The weights are shared on the bloc .

  • bloc on position 1:
    • using device('cpu'): the weights are shared
    • using device('cuda'): the weights are not shared, the assert fail after the first optimizer.step
  • bloc on position 2:
    • using device('cpu'): the weights are shared
    • using device('cuda'): the weights are shared

=> I would like to have the bloc on position 1 however.
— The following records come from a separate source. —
//! Error types for lodestone-core

use std::fmt::Display;

use thiserror::Error;

use crate::types::{Constraint, EntityDescriptor, ModelType, ValueType};

/// Result type alias using lodestone-core's Error type
pub type Result<T> = std::result::Result<T, Error>;

/// Core error types for Lodestone
#[derive(Error, Debug)]
pub enum Error {
    /// Content pack version tag has no installer
    #[error("Unsupported content pack version: {version}")]
    UnsupportedVersion { version: String },

    /// Required constraints nobody could confirm
    #[error("Unfulfilled constraints: {}", join(.missing))]
    UnfulfilledConstraints { missing: Vec<Constraint> },

    /// Declared parameter was not supplied and has no default
    #[error("Empty default value for missing parameter {parameter}")]
    MissingDefaultValue { parameter: String },

    /// Supplied parameter value has the wrong kind
    #[error(
        "Incompatible value types for parameter {parameter}, \
         content pack expected {expected}, parameters provided {provided}"
    )]
    IncompatibleParameterType {
        parameter: String,
        expected: ValueType,
        provided: ValueType,
    },

    /// Entities referenced by the pack but not declared in it
    #[error("Unexpected entities in content pack: {}", join(.entities))]
    UnexpectedEntity { entities: Vec<EntityDescriptor> },

    /// Two entities share a descriptor
    #[error("Duplicate entity in content pack: {entity}")]
    DuplicateEntity { entity: EntityDescriptor },

    /// Entity references form a cycle
    #[error("Circular dependency detected: {}", chain(.cycle))]
    CyclicDependency { cycle: Vec<EntityDescriptor> },

    /// Creating a live object failed; everything created before it was removed
    #[error("Failed to create entity {entity}: {source}")]
    EntityCreationFailed {
        entity: EntityDescriptor,
        #[source]
        source: anyhow::Error,
    },

    /// No registered catalog handles this model type
    #[error("No entity catalog registered for model type {model_type}")]
    NoCatalog { model_type: ModelType },

    /// A placeholder names a parameter with no binding
    #[error("Parameter {parameter} is referenced but not bound")]
    UnboundParameter { parameter: String },

    /// A value does not match its declared type
    #[error("Invalid value: {message}")]
    InvalidValue { message: String },

    /// Invalid parameter declaration
    #[error("Invalid parameter {name}: {message}")]
    InvalidParameter { name: String, message: String },

    /// Invalid constraint declaration
    #[error("Invalid constraint {constraint}: {message}")]
    InvalidConstraint { constraint: String, message: String },

    /// Structurally invalid content pack
    #[error("Invalid content pack: {message}")]
    InvalidContentPack { message: String },

    /// Install was cancelled between two entities
    #[error("Installation cancelled")]
    Cancelled,

    /// A catalog failed while listing or exporting live objects
    #[error("Catalog error: {message}: {source}")]
    Catalog {
        message: String,
        #[source]
        source: anyhow::Error,
    },

    /// Content pack or installation store failure
    #[error("Store error: {message}: {source}")]
    Store {
        message: String,
        #[source]
        source: anyhow::Error,
    },

    /// Configuration file not found
    #[error("Configuration file not found: {path}")]
    ConfigNotFound { path: String },

    /// Invalid configuration
    #[error("Invalid configuration format: {message}")]
    InvalidConfig { message: String },

    /// IO error
    #[error("IO error: {0}")]
    Io(#[from] std::io::Error),

    /// YAML parsing error
    #[error("YAML parsing error: {0}")]
    YamlParse(#[from] serde_yaml_ng::Error),

    /// JSON parsing error
    #[error("JSON parsing error: {0}")]
    JsonParse(#[from] serde_json::Error),
}

fn join<T: Display>(items: &[T]) -> String {
    items
        .iter()
        .map(ToString::to_string)
        .collect::<Vec<_>>()
        .join(", ")
}

fn chain<T: Display>(items: &[T]) -> String {
    items
        .iter()
        .map(ToString::to_string)
        .collect::<Vec<_>>()
        .join(" -> ")
}

impl Error {
    /// Create an unsupported version error
    pub fn unsupported_version(version: impl Into<String>) -> Self {
        Self::UnsupportedVersion {
            version: version.into(),
        }
    }

    /// Create a missing default value error
    pub fn missing_default_value(parameter: impl Into<String>) -> Self {
        Self::MissingDefaultValue {
            parameter: parameter.into(),
        }
    }

    /// Create an incompatible parameter type error
    pub fn incompatible_parameter_type(
        parameter: impl Into<String>,
        expected: ValueType,
        provided: ValueType,
    ) -> Self {
        Self::IncompatibleParameterType {
            parameter: parameter.into(),
            expected,
            provided,
        }
    }

    /// Wrap a catalog failure for one entity
    pub fn entity_creation_failed(entity: EntityDescriptor, source: anyhow::Error) -> Self {
        Self::EntityCreationFailed { entity, source }
    }

    /// Create an unbound parameter error
    pub fn unbound_parameter(parameter: impl Into<String>) -> Self {
        Self::UnboundParameter {
            parameter: parameter.into(),
        }
    }

    /// Create an invalid value error
    pub fn invalid_value(message: impl Into<String>) -> Self {
        Self::InvalidValue {
            message: message.into(),
        }
    }

    /// Create an invalid parameter error
    pub fn invalid_parameter(name: impl Into<String>, message: impl Into<String>) -> Self {
        Self::InvalidParameter {
            name: name.into(),
            message: message.into(),
        }
    }

    /// Create an invalid constraint error
    pub fn invalid_constraint(constraint: impl Into<String>, message: impl Into<String>) -> Self {
        Self::InvalidConstraint {
            constraint: constraint.into(),
            message: message.into(),
        }
    }

    /// Create an invalid content pack error
    pub fn invalid_content_pack(message: impl Into<String>) -> Self {
        Self::InvalidContentPack {
            message: message.into(),
        }
    }

    /// Wrap a store failure
    pub fn store(message: impl Into<String>, source: anyhow::Error) -> Self {
        Self::Store {
            message: message.into(),
            source,
        }
    }

    /// Wrap a catalog failure outside of install
    pub fn catalog(message: impl Into<String>, source: anyhow::Error) -> Self {
        Self::Catalog {
            message: message.into(),
            source,
        }
    }

    /// Create a config not found error
    pub fn config_not_found(path: impl Into<String>) -> Self {
        Self::ConfigNotFound { path: path.into() }
    }

    /// Create an invalid config error
    pub fn invalid_config(message: impl Into<String>) -> Self {
        Self::InvalidConfig {
            message: message.into(),
        }
    }

    /// Whether this error aborted the install before any entity was touched
    pub fn is_pre_install(&self) -> bool {
        matches!(
            self,
            Self::UnsupportedVersion { .. }
                | Self::UnfulfilledConstraints { .. }
                | Self::MissingDefaultValue { .. }
                | Self::IncompatibleParameterType { .. }
                | Self::UnexpectedEntity { .. }
                | Self::DuplicateEntity { .. }
                | Self::CyclicDependency { .. }
        )
    }
}

#[cfg(test)]
mod tests {
    use super::*;
    use crate::types::{model_types, ModelId};

    #[test]
    fn test_unfulfilled_constraints_lists_all_missing() {
        let err = Error::UnfulfilledConstraints {
            missing: vec![
                Constraint::server_version(">=5.0.0").unwrap(),
                Constraint::plugin_version("org.example.geo", "^1.2").unwrap(),
            ],
        };
        let msg = err.to_string();
        assert!(msg.contains("server-version >=5.0.0"));
        assert!(msg.contains("plugin org.example.geo ^1.2"));
    }

    #[test]
    fn test_cycle_is_rendered_as_path() {
        let a = EntityDescriptor::new(ModelId::from("a"), model_types::stream());
        let b = EntityDescriptor::new(ModelId::from("b"), model_types::output());
        let err = Error::CyclicDependency {
            cycle: vec![a.clone(), b, a],
        };
        assert_eq!(
            err.to_string(),
            "Circular dependency detected: stream:1/a -> output:1/b -> stream:1/a"
        );
    }

    #[test]
    fn test_entity_creation_failed_keeps_source() {
        let entity = EntityDescriptor::new(ModelId::from("o1"), model_types::output());
        let err = Error::entity_creation_failed(entity, anyhow::anyhow!("disk full"));
        assert!(err.to_string().contains("disk full"));
        assert!(std::error::Error::source(&err).is_some());
        assert!(!err.is_pre_install());
    }

    #[test]
    fn test_pre_install_classification() {
        assert!(Error::missing_default_value("port").is_pre_install());
        assert!(Error::unsupported_version("2").is_pre_install());
        assert!(!Error::Cancelled.is_pre_install());
    }
}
In a clean way.

import random
import torch
from torch.nn import Linear, Sequential, Sigmoid, Parameter

device = torch.device('cuda')  # 'cuda' 'cpu'

d1 = Linear(5, 2, True)
d2 = Linear(2, 5, True)

# POSITION 1
# start bloc
d1_w = d1.weight
d2.weight = Parameter(d1_w.transpose(0, 1))
d2_w = d2.weight
# end bloc

D = Sequential(
    *[Sequential(d1, Sigmoid()),
    Sequential(d2, Sigmoid()),]
).to(device)

# POSITION 2



# check if the weights are shared as the start
assert (d1_w == d2_w.transpose(0, 1)).all()
print(d1_w)
print(d2_w.transpose(0, 1))

optimizer = torch.optim.Adam(D.parameters(), 0.001)
loss_func = torch.nn.MSELoss()

for _ in range(40):
    # just random training function
    optimizer.zero_grad()

    input = torch.Tensor([random.randint(1, 40) for _ in range(10)]).reshape([2, 5]).to(device)
    target = torch.Tensor([random.randint(1, 40) for _ in range(10)]).reshape([2, 5]).to(device)
    hat_target = D(input)

    loss = loss_func(hat_target, target)
    loss.backward()
    optimizer.step()

    # check if the weight are still equals
    d1_w = D[0][0].weight
    d2_w = D[-1][0].weight
    print("====")
    print(d1_w)
    print(d2_w.transpose(0,1))
    assert (d1_w == d2_w.transpose(0, 1)).all()